--- SUPPLIED DATA Enclosed Below ---
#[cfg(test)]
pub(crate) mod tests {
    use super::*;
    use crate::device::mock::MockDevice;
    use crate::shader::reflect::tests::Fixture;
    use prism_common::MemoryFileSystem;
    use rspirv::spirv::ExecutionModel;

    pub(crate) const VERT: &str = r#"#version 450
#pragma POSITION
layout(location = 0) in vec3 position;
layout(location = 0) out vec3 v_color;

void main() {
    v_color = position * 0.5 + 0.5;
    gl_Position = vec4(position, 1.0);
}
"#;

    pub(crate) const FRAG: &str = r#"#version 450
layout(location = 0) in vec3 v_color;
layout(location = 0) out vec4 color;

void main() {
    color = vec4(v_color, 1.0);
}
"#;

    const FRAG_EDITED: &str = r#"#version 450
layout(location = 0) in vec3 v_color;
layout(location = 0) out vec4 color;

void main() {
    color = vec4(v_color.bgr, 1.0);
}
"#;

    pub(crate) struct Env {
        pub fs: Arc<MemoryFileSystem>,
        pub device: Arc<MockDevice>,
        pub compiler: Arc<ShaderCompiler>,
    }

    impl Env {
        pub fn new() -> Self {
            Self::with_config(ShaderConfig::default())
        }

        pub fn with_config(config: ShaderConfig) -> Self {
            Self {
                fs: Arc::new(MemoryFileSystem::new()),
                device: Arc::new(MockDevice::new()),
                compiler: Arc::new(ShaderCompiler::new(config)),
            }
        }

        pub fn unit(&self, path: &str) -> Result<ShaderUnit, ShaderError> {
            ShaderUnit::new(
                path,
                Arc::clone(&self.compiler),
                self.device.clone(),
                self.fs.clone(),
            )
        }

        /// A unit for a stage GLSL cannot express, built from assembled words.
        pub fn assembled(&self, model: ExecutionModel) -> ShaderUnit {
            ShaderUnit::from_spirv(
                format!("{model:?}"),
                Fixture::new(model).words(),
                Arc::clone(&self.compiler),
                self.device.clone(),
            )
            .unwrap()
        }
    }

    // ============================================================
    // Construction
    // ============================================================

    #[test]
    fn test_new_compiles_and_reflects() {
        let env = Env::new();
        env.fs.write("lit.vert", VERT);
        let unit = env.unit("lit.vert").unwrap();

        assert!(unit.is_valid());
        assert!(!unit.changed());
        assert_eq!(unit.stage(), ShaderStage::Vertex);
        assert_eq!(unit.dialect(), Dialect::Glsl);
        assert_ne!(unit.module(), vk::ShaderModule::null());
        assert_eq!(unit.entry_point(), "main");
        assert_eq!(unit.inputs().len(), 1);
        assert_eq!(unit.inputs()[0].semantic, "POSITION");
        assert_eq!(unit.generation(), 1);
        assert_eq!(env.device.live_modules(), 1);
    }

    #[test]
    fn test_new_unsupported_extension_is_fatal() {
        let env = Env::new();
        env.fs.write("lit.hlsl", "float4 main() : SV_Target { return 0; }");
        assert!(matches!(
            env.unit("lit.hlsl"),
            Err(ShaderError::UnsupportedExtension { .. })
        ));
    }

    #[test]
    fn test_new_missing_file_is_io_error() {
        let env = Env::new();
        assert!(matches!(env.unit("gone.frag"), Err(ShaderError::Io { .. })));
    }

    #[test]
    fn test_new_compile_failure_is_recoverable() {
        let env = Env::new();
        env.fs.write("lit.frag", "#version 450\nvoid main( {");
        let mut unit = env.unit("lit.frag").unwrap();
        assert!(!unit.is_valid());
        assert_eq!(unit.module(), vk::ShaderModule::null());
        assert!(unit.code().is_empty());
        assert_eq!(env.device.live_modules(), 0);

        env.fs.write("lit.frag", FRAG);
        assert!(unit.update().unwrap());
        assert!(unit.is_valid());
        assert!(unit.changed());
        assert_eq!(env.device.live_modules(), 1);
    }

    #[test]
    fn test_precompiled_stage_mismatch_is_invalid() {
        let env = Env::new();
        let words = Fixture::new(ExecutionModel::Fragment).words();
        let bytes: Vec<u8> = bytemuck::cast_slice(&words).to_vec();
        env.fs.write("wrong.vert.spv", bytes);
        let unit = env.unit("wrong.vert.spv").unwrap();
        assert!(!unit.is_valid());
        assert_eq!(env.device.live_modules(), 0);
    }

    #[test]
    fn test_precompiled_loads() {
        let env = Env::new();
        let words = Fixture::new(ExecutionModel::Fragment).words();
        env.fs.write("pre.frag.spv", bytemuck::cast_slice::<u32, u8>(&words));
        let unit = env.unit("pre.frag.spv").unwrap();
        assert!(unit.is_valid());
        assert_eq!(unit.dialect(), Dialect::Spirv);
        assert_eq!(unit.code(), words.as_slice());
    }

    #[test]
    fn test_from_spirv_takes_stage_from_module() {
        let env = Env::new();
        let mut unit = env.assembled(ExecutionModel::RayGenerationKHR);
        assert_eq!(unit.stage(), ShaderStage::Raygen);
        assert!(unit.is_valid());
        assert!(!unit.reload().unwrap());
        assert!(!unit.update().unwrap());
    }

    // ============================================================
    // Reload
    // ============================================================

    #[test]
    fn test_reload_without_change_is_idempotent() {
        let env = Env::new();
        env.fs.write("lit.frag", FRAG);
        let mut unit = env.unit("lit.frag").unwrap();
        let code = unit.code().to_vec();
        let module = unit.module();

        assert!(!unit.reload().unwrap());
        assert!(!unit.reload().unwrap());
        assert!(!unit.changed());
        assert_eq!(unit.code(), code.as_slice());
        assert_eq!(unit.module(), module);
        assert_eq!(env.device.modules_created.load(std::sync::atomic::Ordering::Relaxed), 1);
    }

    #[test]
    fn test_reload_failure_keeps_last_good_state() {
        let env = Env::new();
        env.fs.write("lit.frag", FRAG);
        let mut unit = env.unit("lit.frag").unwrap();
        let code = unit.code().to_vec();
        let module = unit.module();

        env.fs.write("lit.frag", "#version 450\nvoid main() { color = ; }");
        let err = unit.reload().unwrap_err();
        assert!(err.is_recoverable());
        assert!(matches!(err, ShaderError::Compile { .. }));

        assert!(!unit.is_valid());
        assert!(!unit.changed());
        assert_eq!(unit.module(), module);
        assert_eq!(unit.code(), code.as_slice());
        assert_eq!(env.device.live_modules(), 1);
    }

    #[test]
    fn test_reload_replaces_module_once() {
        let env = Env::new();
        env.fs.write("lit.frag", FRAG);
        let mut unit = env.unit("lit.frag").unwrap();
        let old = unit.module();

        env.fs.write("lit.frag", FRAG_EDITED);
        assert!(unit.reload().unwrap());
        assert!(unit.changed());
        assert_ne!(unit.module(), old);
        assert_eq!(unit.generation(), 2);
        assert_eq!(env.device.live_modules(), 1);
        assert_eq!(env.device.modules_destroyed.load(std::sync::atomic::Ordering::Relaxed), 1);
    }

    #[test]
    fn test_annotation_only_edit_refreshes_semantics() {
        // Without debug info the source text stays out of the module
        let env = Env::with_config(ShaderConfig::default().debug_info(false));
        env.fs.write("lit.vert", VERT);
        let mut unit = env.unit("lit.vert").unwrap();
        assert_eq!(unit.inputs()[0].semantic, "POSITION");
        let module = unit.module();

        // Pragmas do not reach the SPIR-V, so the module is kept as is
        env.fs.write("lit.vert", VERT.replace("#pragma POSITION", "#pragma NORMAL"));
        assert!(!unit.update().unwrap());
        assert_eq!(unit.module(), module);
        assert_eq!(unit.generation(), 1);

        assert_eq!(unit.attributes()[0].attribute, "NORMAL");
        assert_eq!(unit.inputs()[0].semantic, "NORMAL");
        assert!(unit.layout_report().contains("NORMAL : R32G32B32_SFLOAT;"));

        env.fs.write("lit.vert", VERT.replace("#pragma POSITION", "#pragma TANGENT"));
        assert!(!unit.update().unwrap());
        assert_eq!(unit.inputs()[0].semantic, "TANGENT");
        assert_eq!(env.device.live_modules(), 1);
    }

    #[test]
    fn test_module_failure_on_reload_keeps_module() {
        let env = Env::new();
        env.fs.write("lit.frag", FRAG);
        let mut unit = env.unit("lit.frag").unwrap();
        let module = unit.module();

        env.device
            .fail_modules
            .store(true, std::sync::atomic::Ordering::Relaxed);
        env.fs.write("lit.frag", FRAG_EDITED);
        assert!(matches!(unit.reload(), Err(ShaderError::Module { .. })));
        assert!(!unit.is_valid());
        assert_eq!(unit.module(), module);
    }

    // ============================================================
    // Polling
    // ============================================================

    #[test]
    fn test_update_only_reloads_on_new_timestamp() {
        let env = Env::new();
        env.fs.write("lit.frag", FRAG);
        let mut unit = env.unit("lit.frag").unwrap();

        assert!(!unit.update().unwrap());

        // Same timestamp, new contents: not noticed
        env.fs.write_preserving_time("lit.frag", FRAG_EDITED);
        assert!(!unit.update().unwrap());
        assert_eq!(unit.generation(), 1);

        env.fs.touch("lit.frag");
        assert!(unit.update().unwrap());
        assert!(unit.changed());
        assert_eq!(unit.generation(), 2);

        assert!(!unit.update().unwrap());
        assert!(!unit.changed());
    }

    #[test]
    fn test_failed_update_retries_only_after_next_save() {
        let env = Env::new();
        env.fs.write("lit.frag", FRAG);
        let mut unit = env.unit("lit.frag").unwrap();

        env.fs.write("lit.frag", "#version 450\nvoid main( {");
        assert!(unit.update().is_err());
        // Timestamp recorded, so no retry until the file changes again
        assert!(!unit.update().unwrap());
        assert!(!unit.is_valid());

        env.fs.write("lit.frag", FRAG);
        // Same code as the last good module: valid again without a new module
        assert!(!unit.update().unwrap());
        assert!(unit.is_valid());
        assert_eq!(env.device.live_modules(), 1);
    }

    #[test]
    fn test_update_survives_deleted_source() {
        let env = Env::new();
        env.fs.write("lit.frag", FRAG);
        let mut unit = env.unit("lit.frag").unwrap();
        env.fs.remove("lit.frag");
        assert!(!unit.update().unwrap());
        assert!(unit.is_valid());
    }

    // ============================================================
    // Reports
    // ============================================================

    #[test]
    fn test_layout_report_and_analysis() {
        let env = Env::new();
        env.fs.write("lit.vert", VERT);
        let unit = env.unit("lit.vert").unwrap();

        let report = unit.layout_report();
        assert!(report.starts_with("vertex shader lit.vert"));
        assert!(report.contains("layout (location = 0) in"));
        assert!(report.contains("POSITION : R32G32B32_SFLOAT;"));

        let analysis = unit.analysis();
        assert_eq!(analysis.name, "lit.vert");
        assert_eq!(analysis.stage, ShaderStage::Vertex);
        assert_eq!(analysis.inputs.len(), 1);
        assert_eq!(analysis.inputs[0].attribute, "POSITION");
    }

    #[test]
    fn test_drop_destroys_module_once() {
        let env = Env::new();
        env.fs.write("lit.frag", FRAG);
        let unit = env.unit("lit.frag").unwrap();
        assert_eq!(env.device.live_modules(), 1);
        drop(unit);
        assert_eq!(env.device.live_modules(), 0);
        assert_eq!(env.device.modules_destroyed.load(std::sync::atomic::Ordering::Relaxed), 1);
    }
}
--- End of Enclosed SUPPLIED DATA ---
--- SUPPLIED DATA Enclosed Below ---
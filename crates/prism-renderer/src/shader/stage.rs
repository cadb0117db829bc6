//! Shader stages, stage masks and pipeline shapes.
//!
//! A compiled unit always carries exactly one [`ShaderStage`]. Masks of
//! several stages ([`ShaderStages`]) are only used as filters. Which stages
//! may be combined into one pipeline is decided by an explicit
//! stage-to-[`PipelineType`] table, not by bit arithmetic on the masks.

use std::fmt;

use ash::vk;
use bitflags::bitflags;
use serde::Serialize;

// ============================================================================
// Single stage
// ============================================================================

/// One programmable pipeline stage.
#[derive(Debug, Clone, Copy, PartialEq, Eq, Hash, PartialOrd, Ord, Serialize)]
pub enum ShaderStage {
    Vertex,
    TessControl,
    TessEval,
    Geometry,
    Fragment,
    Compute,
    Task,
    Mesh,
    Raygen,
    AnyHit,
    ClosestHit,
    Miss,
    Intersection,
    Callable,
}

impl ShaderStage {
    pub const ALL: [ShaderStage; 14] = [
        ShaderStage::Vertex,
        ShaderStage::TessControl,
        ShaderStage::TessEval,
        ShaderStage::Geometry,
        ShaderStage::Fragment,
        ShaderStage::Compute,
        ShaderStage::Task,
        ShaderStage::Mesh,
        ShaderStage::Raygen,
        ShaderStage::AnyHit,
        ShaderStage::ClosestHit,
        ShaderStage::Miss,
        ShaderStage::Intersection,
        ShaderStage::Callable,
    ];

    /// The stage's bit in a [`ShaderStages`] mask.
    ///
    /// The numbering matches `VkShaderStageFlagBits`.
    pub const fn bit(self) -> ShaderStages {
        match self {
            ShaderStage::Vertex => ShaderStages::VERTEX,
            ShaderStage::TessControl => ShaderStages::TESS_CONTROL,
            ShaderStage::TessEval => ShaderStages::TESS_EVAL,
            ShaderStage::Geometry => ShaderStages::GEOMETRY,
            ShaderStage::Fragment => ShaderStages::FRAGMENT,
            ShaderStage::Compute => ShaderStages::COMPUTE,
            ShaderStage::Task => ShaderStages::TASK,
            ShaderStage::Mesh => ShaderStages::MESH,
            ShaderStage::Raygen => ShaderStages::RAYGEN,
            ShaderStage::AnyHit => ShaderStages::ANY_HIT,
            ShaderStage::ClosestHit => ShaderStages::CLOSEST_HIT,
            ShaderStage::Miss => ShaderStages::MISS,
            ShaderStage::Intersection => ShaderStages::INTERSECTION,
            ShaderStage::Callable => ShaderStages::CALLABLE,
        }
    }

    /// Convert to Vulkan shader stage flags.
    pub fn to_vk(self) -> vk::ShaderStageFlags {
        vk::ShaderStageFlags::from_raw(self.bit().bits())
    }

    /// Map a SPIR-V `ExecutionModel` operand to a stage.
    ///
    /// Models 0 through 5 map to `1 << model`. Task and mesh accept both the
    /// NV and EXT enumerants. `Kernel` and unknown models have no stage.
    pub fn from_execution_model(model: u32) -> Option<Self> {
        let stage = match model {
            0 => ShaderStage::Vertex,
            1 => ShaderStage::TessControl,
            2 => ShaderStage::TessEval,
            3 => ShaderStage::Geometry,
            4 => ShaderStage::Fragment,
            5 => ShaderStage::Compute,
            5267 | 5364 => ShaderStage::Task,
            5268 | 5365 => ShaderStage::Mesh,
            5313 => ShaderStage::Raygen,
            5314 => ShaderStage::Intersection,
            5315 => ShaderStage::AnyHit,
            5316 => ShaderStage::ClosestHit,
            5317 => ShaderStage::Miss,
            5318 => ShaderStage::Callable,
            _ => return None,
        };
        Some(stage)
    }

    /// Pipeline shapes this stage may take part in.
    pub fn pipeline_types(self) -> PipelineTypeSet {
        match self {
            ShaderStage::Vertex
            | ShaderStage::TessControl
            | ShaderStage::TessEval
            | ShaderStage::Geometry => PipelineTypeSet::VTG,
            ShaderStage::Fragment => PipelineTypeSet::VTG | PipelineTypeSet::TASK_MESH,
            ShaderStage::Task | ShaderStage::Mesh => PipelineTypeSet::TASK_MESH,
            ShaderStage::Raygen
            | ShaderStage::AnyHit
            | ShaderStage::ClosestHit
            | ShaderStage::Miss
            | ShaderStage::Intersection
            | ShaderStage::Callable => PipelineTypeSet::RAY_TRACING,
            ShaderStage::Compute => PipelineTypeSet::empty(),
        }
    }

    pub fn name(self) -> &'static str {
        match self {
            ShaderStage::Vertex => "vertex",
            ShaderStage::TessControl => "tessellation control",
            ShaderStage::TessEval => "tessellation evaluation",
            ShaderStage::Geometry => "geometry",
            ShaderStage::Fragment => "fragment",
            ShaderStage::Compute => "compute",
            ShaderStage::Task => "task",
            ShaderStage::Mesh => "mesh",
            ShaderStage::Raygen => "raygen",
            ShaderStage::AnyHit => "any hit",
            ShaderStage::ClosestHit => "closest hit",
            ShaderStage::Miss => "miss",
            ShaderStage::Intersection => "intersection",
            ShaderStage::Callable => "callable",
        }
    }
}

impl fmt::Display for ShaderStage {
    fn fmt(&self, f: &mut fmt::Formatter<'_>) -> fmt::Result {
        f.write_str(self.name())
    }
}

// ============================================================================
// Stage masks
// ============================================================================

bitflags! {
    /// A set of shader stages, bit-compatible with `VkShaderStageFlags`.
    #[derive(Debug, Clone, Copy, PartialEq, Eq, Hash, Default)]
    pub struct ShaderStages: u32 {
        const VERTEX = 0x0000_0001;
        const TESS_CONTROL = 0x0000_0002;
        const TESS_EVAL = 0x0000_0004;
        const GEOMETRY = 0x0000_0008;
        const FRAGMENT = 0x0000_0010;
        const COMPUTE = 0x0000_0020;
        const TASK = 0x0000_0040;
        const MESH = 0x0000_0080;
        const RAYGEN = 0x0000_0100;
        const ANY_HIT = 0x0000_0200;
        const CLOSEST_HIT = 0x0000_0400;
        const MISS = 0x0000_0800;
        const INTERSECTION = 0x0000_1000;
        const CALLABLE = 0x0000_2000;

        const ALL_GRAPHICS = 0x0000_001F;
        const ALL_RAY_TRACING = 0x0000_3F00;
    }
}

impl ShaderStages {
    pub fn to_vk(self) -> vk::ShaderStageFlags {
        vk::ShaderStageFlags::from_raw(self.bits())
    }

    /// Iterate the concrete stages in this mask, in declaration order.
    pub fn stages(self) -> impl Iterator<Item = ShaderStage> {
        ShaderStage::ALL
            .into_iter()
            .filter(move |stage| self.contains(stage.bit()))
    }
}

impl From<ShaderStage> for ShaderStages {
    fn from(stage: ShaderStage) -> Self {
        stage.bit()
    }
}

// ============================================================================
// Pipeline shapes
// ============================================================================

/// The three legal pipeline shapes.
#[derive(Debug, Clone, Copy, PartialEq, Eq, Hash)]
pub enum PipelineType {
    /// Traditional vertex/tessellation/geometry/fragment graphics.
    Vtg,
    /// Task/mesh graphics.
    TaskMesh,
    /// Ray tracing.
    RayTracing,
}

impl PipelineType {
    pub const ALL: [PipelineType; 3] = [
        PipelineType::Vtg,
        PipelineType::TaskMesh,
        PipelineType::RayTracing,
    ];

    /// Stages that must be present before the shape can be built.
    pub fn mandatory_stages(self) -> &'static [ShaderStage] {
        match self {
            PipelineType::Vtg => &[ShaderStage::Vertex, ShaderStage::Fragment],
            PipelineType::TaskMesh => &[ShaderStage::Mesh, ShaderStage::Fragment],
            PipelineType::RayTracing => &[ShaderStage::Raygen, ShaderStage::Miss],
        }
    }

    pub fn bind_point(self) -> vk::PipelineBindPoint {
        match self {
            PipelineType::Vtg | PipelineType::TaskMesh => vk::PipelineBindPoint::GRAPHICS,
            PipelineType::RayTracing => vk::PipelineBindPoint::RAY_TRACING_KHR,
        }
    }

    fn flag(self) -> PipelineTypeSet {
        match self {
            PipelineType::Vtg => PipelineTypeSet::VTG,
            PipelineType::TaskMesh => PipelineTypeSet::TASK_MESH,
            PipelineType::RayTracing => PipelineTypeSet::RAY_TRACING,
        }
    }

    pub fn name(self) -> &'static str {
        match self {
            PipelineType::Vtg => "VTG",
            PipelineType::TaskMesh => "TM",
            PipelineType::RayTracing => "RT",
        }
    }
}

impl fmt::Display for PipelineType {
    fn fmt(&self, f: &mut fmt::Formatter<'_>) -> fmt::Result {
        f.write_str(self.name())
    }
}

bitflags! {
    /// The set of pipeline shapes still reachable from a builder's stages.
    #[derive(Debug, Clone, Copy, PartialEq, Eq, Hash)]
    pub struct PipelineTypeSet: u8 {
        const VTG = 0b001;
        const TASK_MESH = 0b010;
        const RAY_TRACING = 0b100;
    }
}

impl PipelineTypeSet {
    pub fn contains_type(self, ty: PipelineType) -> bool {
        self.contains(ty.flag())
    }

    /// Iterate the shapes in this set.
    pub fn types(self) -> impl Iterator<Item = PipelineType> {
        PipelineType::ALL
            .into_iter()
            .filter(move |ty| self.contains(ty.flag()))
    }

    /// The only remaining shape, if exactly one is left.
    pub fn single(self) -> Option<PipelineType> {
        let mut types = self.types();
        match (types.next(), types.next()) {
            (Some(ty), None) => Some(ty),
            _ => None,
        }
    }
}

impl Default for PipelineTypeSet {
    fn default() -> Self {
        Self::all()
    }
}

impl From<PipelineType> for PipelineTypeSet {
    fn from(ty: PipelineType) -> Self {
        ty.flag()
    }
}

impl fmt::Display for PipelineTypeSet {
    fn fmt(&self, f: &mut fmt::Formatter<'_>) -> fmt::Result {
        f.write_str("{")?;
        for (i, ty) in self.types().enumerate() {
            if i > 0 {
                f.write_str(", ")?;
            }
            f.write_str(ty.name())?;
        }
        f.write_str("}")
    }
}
--- End of Enclosed SUPPLIED DATA ---
### WORK TASK
Please go line by line through the records above, copying each one that holds the string "again".

### EXERCISE RESPONSE
        // Timestamp recorded, so no retry until the file changes again
        // Same code as the last good module: valid again without a new module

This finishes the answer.